За несколько часов до того, как начался в госпитале концерт, в Оперном театре шла монтировочная репетиция. Электрические моторы бездействовали, и громадные раскрашенные холсты задников, изображавших снежное поле, запущенный сад или бальный зал, старикам приходилось поднимать вручную, наматывая трос на барабан лебедки.
Они работали вчетвером там, где полагалось быть двум рабочим, работали медленно, часто отдыхая, наваливаясь на ручку грудью, когда недоставало силы.

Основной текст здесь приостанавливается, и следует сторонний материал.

use std::collections::{BTreeMap, BTreeSet};

use derive_more::Display;
use log::debug;

use crate::slug::Slug;
use crate::source_file::SourceFile;

#[cfg(feature = "serde")]
use serde::{Deserialize, Serialize};

/// How a slug shows up across the two trees
#[derive(Debug, Clone, Copy, PartialEq, Eq, Hash, Display)]
#[cfg_attr(feature = "serde", derive(Serialize, Deserialize))]
pub enum MatchKind {
    /// Present in both trees
    #[display(fmt = "Modified")]
    Modified,

    /// Only present in the target tree
    #[display(fmt = "Added")]
    Added,

    /// Only present in the base tree
    #[display(fmt = "Deleted")]
    Deleted,
}

/// A match expressed as indices into the base and target collections
#[derive(Debug, Clone, PartialEq, Eq)]
#[cfg_attr(feature = "serde", derive(Serialize, Deserialize))]
pub struct MatchEntry {
    /// How the slug shows up across the trees
    pub kind: MatchKind,

    /// The shared slug
    pub slug: Slug,

    /// Index of the base file (absent for added entries)
    pub base: Option<usize>,

    /// Index of the target file (absent for deleted entries)
    pub target: Option<usize>,
}

/// A base file and target file that share a slug, borrowed from the
/// collections they were matched from
#[derive(Debug, Clone, PartialEq, Eq)]
pub struct MatchedPair<'a> {
    /// How the slug shows up across the trees
    pub kind: MatchKind,

    /// The shared slug
    pub slug: Slug,

    /// The base file (absent for added pairs)
    pub base: Option<&'a SourceFile>,

    /// The target file (absent for deleted pairs)
    pub target: Option<&'a SourceFile>,
}

impl<'a> MatchedPair<'a> {
    /// Path to show for this pair, preferring the target side
    pub fn path(&self) -> &'a str {
        self.target
            .or(self.base)
            .map(|file| file.path.as_str())
            .unwrap_or_default()
    }

    /// Content on the base side, empty for added pairs
    pub fn old_content(&self) -> &'a str {
        self.base.map(|file| file.content.as_str()).unwrap_or_default()
    }

    /// Content on the target side, empty for deleted pairs
    pub fn new_content(&self) -> &'a str {
        self.target
            .map(|file| file.content.as_str())
            .unwrap_or_default()
    }
}

/// Group file indices by slug, keeping insertion order within a slug
fn index_by_slug(files: &[SourceFile]) -> BTreeMap<Slug, Vec<usize>> {
    let mut by_slug: BTreeMap<Slug, Vec<usize>> = BTreeMap::new();
    for (index, file) in files.iter().enumerate() {
        by_slug.entry(file.slug()).or_default().push(index);
    }
    by_slug
}

/// Match two collections by slug, returning index entries sorted by slug.
///
/// When several files on one side share a slug only the first is used;
/// the rest are dropped from the result.
pub fn match_indices(base: &[SourceFile], target: &[SourceFile]) -> Vec<MatchEntry> {
    let base_by_slug = index_by_slug(base);
    let target_by_slug = index_by_slug(target);

    let slugs: BTreeSet<&Slug> = base_by_slug.keys().chain(target_by_slug.keys()).collect();

    let entries: Vec<MatchEntry> = slugs
        .into_iter()
        .map(|slug| {
            let base_indices = base_by_slug.get(slug).map(Vec::as_slice).unwrap_or_default();
            let target_indices = target_by_slug.get(slug).map(Vec::as_slice).unwrap_or_default();

            if base_indices.len() > 1 || target_indices.len() > 1 {
                debug!(
                    "slug {:?} is shared by {} base and {} target files, keeping the first of each",
                    slug.as_str(),
                    base_indices.len(),
                    target_indices.len()
                );
            }

            let base = base_indices.first().copied();
            let target = target_indices.first().copied();
            let kind = match (base, target) {
                (Some(_), Some(_)) => MatchKind::Modified,
                (Some(_), None) => MatchKind::Deleted,
                _ => MatchKind::Added,
            };

            MatchEntry {
                kind,
                slug: slug.clone(),
                base,
                target,
            }
        })
        .collect();

    debug!(
        "matched {} base and {} target files into {} entries",
        base.len(),
        target.len(),
        entries.len()
    );

    entries
}

/// Match two collections by slug, sorted by slug
pub fn match_files<'a>(base: &'a [SourceFile], target: &'a [SourceFile]) -> Vec<MatchedPair<'a>> {
    match_indices(base, target)
        .into_iter()
        .map(|entry| MatchedPair {
            kind: entry.kind,
            slug: entry.slug,
            base: entry.base.map(|i| &base[i]),
            target: entry.target.map(|i| &target[i]),
        })
        .collect()
}
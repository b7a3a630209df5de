use std::fs;
use std::path::{Path, PathBuf};

use anyhow::{bail, Context, Result};
use log::{debug, info, warn};
use rayon::prelude::*;
use twin_match::SourceFile;
use walkdir::WalkDir;

use crate::ignore::IgnoreSet;
use crate::options::SourceOptions;

/// A directory whose text files can be loaded for comparison
#[derive(Debug, Clone)]
pub struct SourceTree {
    /// The tree's root directory
    root: PathBuf,

    /// What to skip while loading
    options: SourceOptions,

    /// Compiled form of `options.ignore`
    ignore: IgnoreSet,
}

impl SourceTree {
    /// Open a tree rooted at the given directory
    pub fn open<P: AsRef<Path>>(root: P, options: SourceOptions) -> Result<Self> {
        let root = root.as_ref();
        let metadata = fs::metadata(root)
            .with_context(|| format!("Failed to open source tree at {}", root.display()))?;
        if !metadata.is_dir() {
            bail!("Source tree root is not a directory: {}", root.display());
        }

        let ignore = IgnoreSet::new(&options.ignore)?;

        Ok(Self {
            root: root.to_path_buf(),
            options,
            ignore,
        })
    }

    /// Get the tree's root directory
    pub fn root(&self) -> &Path {
        &self.root
    }

    /// Relative `/`-separated paths of the files that would be loaded,
    /// after ignore patterns and binary extensions are applied
    pub fn paths(&self) -> Vec<String> {
        let walker = WalkDir::new(&self.root)
            .follow_links(self.options.follow_links)
            .into_iter()
            .filter_entry(|entry| {
                entry.depth() == 0
                    || self
                        .relative_path(entry.path())
                        .map_or(true, |rel| !self.ignore.is_ignored(&rel))
            });

        let mut paths: Vec<String> = walker
            .filter_map(|entry| match entry {
                Ok(entry) => Some(entry),
                Err(err) => {
                    warn!("Skipping unreadable entry under {}: {}", self.root.display(), err);
                    None
                }
            })
            .filter(|entry| entry.file_type().is_file())
            .filter_map(|entry| self.relative_path(entry.path()))
            .filter(|rel| {
                let binary = self.options.is_binary(rel);
                if binary {
                    debug!("Skipping binary file {}", rel);
                }
                !binary
            })
            .collect();

        paths.sort();
        paths
    }

    /// Read every candidate file in parallel.
    ///
    /// Files that cannot be read are logged and left out; content that is
    /// not valid UTF-8 is decoded lossily. The result is sorted by path.
    pub fn load(&self) -> Vec<SourceFile> {
        let paths = self.paths();

        let files: Vec<SourceFile> = paths
            .par_iter()
            .filter_map(|rel| self.read_file(rel))
            .collect();

        info!(
            "Loaded {} of {} files from {}",
            files.len(),
            paths.len(),
            self.root.display()
        );

        files
    }

    /// Read one file relative to the root
    fn read_file(&self, rel: &str) -> Option<SourceFile> {
        let full = self.root.join(rel);

        if let Some(limit) = self.options.max_file_size {
            match fs::metadata(&full) {
                Ok(metadata) if metadata.len() > limit => {
                    warn!(
                        "Skipping {}: {} bytes exceeds the {} byte limit",
                        rel,
                        metadata.len(),
                        limit
                    );
                    return None;
                }
                Ok(_) => {}
                Err(err) => {
                    warn!("Skipping {}: {}", rel, err);
                    return None;
                }
            }
        }

        let bytes = match fs::read(&full) {
            Ok(bytes) => bytes,
            Err(err) => {
                warn!("Skipping {}: {}", rel, err);
                return None;
            }
        };

        let size = bytes.len() as u64;
        let content = match String::from_utf8(bytes) {
            Ok(content) => content,
            Err(err) => {
                debug!("{} is not valid UTF-8, decoding lossily", rel);
                String::from_utf8_lossy(err.as_bytes()).into_owned()
            }
        };

        Some(SourceFile::new(rel, content).with_size(size))
    }

    /// The `/`-separated path of `path` relative to the root
    fn relative_path(&self, path: &Path) -> Option<String> {
        let rel = path.strip_prefix(&self.root).ok()?;
        let parts: Vec<_> = rel
            .components()
            .map(|c| c.as_os_str().to_string_lossy())
            .collect();
        Some(parts.join("/"))
    }
}

/// Open a tree and load its files in one step
pub fn load_tree<P: AsRef<Path>>(root: P, options: &SourceOptions) -> Result<Vec<SourceFile>> {
    Ok(SourceTree::open(root, options.clone())?.load())
}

Наконец комната Татьяны стояла на месте, все было проверено, приведено в порядок, приготовлено так, чтобы на спектакле было в точно назначенном месте и не задерживало действия при перестановках между картинами. От смертельной усталости им не хочется говорить, но, выпив по три кружки горячего крапивного чая, они немножко оживают. Осторожно, один за другим, спускаются они по приставной лесенке в зрительный зал, все, кроме одного старшего электрика. Бывший билетер, рабочий сцены, балетный мимист, знаменитый некогда мастер-бутафор, из мятой бумаги с клеем шутя делавший старое серебро и сверкающий полированный мрамор, - все они стоят и ждут, глядя на полутемную сцену.